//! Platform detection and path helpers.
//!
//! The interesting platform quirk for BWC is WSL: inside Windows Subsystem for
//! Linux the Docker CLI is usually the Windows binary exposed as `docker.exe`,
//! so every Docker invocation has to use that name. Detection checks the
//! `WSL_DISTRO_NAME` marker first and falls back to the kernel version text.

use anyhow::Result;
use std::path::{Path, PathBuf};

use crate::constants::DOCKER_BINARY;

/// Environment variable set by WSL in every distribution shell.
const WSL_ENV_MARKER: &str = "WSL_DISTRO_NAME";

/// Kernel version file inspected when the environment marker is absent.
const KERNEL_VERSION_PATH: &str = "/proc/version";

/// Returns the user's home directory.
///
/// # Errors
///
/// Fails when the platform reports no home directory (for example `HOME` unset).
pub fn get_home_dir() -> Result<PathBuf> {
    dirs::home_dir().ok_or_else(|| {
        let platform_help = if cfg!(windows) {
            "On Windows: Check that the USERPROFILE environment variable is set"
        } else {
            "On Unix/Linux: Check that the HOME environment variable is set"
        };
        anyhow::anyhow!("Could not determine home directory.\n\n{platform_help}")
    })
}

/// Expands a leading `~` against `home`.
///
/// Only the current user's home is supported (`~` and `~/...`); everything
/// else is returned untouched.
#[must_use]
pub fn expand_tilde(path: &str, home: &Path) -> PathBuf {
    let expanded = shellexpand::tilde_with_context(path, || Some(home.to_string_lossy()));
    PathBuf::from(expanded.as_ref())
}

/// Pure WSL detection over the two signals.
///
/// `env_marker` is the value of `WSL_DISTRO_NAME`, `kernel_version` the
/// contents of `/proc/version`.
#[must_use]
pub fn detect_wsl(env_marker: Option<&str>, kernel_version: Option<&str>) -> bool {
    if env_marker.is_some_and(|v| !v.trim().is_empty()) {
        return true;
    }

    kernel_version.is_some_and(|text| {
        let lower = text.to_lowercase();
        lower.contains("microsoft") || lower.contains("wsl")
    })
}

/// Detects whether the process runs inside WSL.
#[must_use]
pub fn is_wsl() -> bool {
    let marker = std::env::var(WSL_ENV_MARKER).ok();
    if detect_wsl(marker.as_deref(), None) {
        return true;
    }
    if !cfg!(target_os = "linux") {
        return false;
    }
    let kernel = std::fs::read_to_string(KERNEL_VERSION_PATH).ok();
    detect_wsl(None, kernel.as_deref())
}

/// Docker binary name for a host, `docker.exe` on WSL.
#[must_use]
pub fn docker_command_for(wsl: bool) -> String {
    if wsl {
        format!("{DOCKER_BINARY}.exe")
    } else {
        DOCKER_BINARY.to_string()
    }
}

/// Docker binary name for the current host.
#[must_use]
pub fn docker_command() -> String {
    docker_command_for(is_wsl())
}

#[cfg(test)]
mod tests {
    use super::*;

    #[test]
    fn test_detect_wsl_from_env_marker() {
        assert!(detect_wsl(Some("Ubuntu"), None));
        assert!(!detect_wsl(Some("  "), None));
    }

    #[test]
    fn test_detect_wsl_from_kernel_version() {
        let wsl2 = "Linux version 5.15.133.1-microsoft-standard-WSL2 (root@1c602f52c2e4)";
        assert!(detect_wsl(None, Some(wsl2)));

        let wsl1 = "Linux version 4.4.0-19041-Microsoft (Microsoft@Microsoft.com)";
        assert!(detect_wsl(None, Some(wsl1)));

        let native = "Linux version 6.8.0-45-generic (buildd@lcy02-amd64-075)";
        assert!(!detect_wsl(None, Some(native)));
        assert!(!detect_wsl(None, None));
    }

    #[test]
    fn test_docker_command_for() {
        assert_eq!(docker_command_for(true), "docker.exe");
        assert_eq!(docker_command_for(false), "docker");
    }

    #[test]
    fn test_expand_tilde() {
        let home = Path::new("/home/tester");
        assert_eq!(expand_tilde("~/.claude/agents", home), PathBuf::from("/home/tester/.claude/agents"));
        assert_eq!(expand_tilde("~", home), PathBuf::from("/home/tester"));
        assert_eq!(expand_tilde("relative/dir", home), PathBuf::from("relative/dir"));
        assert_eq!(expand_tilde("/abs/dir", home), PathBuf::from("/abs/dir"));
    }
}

**Task requirements:**
Return a faithful copy of all the records above.

**Exercise solution:**
//! Platform detection and path helpers.
//!
//! The interesting platform quirk for BWC is WSL: inside Windows Subsystem for
//! Linux the Docker CLI is usually the Windows binary exposed as `docker.exe`,
//! so every Docker invocation has to use that name. Detection checks the
//! `WSL_DISTRO_NAME` marker first and falls back to the kernel version text.

use anyhow::Result;
use std::path::{Path, PathBuf};

use crate::constants::DOCKER_BINARY;

/// Environment variable set by WSL in every distribution shell.
const WSL_ENV_MARKER: &str = "WSL_DISTRO_NAME";

/// Kernel version file inspected when the environment marker is absent.
const KERNEL_VERSION_PATH: &str = "/proc/version";

/// Returns the user's home directory.
///
/// # Errors
///
/// Fails when the platform reports no home directory (for example `HOME` unset).
pub fn get_home_dir() -> Result<PathBuf> {
    dirs::home_dir().ok_or_else(|| {
        let platform_help = if cfg!(windows) {
            "On Windows: Check that the USERPROFILE environment variable is set"
        } else {
            "On Unix/Linux: Check that the HOME environment variable is set"
        };
        anyhow::anyhow!("Could not determine home directory.\n\n{platform_help}")
    })
}

/// Expands a leading `~` against `home`.
///
/// Only the current user's home is supported (`~` and `~/...`); everything
/// else is returned untouched.
#[must_use]
pub fn expand_tilde(path: &str, home: &Path) -> PathBuf {
    let expanded = shellexpand::tilde_with_context(path, || Some(home.to_string_lossy()));
    PathBuf::from(expanded.as_ref())
}

/// Pure WSL detection over the two signals.
///
/// `env_marker` is the value of `WSL_DISTRO_NAME`, `kernel_version` the
/// contents of `/proc/version`.
#[must_use]
pub fn detect_wsl(env_marker: Option<&str>, kernel_version: Option<&str>) -> bool {
    if env_marker.is_some_and(|v| !v.trim().is_empty()) {
        return true;
    }

    kernel_version.is_some_and(|text| {
        let lower = text.to_lowercase();
        lower.contains("microsoft") || lower.contains("wsl")
    })
}

/// Detects whether the process runs inside WSL.
#[must_use]
pub fn is_wsl() -> bool {
    let marker = std::env::var(WSL_ENV_MARKER).ok();
    if detect_wsl(marker.as_deref(), None) {
        return true;
    }
    if !cfg!(target_os = "linux") {
        return false;
    }
    let kernel = std::fs::read_to_string(KERNEL_VERSION_PATH).ok();
    detect_wsl(None, kernel.as_deref())
}

/// Docker binary name for a host, `docker.exe` on WSL.
#[must_use]
pub fn docker_command_for(wsl: bool) -> String {
    if wsl {
        format!("{DOCKER_BINARY}.exe")
    } else {
        DOCKER_BINARY.to_string()
    }
}

/// Docker binary name for the current host.
#[must_use]
pub fn docker_command() -> String {
    docker_command_for(is_wsl())
}

#[cfg(test)]
mod tests {
    use super::*;

    #[test]
    fn test_detect_wsl_from_env_marker() {
        assert!(detect_wsl(Some("Ubuntu"), None));
        assert!(!detect_wsl(Some("  "), None));
    }

    #[test]
    fn test_detect_wsl_from_kernel_version() {
        let wsl2 = "Linux version 5.15.133.1-microsoft-standard-WSL2 (root@1c602f52c2e4)";
        assert!(detect_wsl(None, Some(wsl2)));

        let wsl1 = "Linux version 4.4.0-19041-Microsoft (Microsoft@Microsoft.com)";
        assert!(detect_wsl(None, Some(wsl1)));

        let native = "Linux version 6.8.0-45-generic (buildd@lcy02-amd64-075)";
        assert!(!detect_wsl(None, Some(native)));
        assert!(!detect_wsl(None, None));
    }

    #[test]
    fn test_docker_command_for() {
        assert_eq!(docker_command_for(true), "docker.exe");
        assert_eq!(docker_command_for(false), "docker");
    }

    #[test]
    fn test_expand_tilde() {
        let home = Path::new("/home/tester");
        assert_eq!(expand_tilde("~/.claude/agents", home), PathBuf::from("/home/tester/.claude/agents"));
        assert_eq!(expand_tilde("~", home), PathBuf::from("/home/tester"));
        assert_eq!(expand_tilde("relative/dir", home), PathBuf::from("relative/dir"));
        assert_eq!(expand_tilde("/abs/dir", home), PathBuf::from("/abs/dir"));
    }
}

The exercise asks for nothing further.